It is required that all of the data be written out exactly.

Supplied data:
[Start of Attachment]

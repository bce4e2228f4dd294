/// Permission verdicts of the current user
///
/// ```text
/// GET /v1/permissions
/// GET /v1/permissions/:module
/// ```
///
/// ```json
/// {
///   "moduleType": "CONTACTS",
///   "canView": true, "canCreate": true, "canEdit": true, "canDelete": true,
///   "itemLimit": 100, "currentCount": 80,
///   "isNearLimit": true, "isAtLimit": false
/// }
/// ```
///
/// Computed by the same resolver that guards the write endpoints, so a
/// client can disable buttons from these verdicts. They are advisory: every
/// write is re-checked.

use crate::{
    app::AppState,
    error::{ApiError, ApiResult},
};
use axum::{
    extract::{Path, State},
    Extension, Json,
};
use controly_shared::{
    auth::middleware::AuthContext,
    entitlement::ModulePermission,
    models::module::ModuleType,
};

pub async fn list_permissions(
    State(state): State<AppState>,
    Extension(auth): Extension<AuthContext>,
) -> ApiResult<Json<Vec<ModulePermission>>> {
    Ok(Json(state.entitlements.permissions(&auth).await?))
}

pub async fn get_permission(
    State(state): State<AppState>,
    Extension(auth): Extension<AuthContext>,
    Path(module): Path<String>,
) -> ApiResult<Json<ModulePermission>> {
    let module_type = parse_module(&module)?;
    let verdict = state.entitlements.verdict(&auth, module_type).await?;

    Ok(Json(ModulePermission { module_type, verdict }))
}

/// Parses a module path segment, case-insensitively
pub(crate) fn parse_module(raw: &str) -> ApiResult<ModuleType> {
    ModuleType::from_str(raw).ok_or_else(|| ApiError::NotFound(format!("Unknown module: {}", raw)))
}

#[cfg(test)]
mod tests {
    use super::*;

    #[test]
    fn test_parse_module() {
        assert_eq!(parse_module("contacts").unwrap(), ModuleType::Contacts);
        assert_eq!(parse_module("CRM").unwrap(), ModuleType::Crm);
        assert!(matches!(parse_module("billing"), Err(ApiError::NotFound(_))));
    }
}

[End of Attachment]

The answer:
repository bce4e2228f4dd294
/// Permission verdicts of the current user
///
/// ```text
/// GET /v1/permissions
/// GET /v1/permissions/:module
/// ```
///
/// ```json
/// {
///   "moduleType": "CONTACTS",
///   "canView": true, "canCreate": true, "canEdit": true, "canDelete": true,
///   "itemLimit": 100, "currentCount": 80,
///   "isNearLimit": true, "isAtLimit": false
/// }
/// ```
///
/// Computed by the same resolver that guards the write endpoints, so a
/// client can disable buttons from these verdicts. They are advisory: every
/// write is re-checked.

use crate::{
    app::AppState,
    error::{ApiError, ApiResult},
};
use axum::{
    extract::{Path, State},
    Extension, Json,
};
use controly_shared::{
    auth::middleware::AuthContext,
    entitlement::ModulePermission,
    models::module::ModuleType,
};

pub async fn list_permissions(
    State(state): State<AppState>,
    Extension(auth): Extension<AuthContext>,
) -> ApiResult<Json<Vec<ModulePermission>>> {
    Ok(Json(state.entitlements.permissions(&auth).await?))
}

pub async fn get_permission(
    State(state): State<AppState>,
    Extension(auth): Extension<AuthContext>,
    Path(module): Path<String>,
) -> ApiResult<Json<ModulePermission>> {
    let module_type = parse_module(&module)?;
    let verdict = state.entitlements.verdict(&auth, module_type).await?;

    Ok(Json(ModulePermission { module_type, verdict }))
}

/// Parses a module path segment, case-insensitively
pub(crate) fn parse_module(raw: &str) -> ApiResult<ModuleType> {
    ModuleType::from_str(raw).ok_or_else(|| ApiError::NotFound(format!("Unknown module: {}", raw)))
}

#[cfg(test)]
mod tests {
    use super::*;

    #[test]
    fn test_parse_module() {
        assert_eq!(parse_module("contacts").unwrap(), ModuleType::Contacts);
        assert_eq!(parse_module("CRM").unwrap(), ModuleType::Crm);
        assert!(matches!(parse_module("billing"), Err(ApiError::NotFound(_))));
    }
}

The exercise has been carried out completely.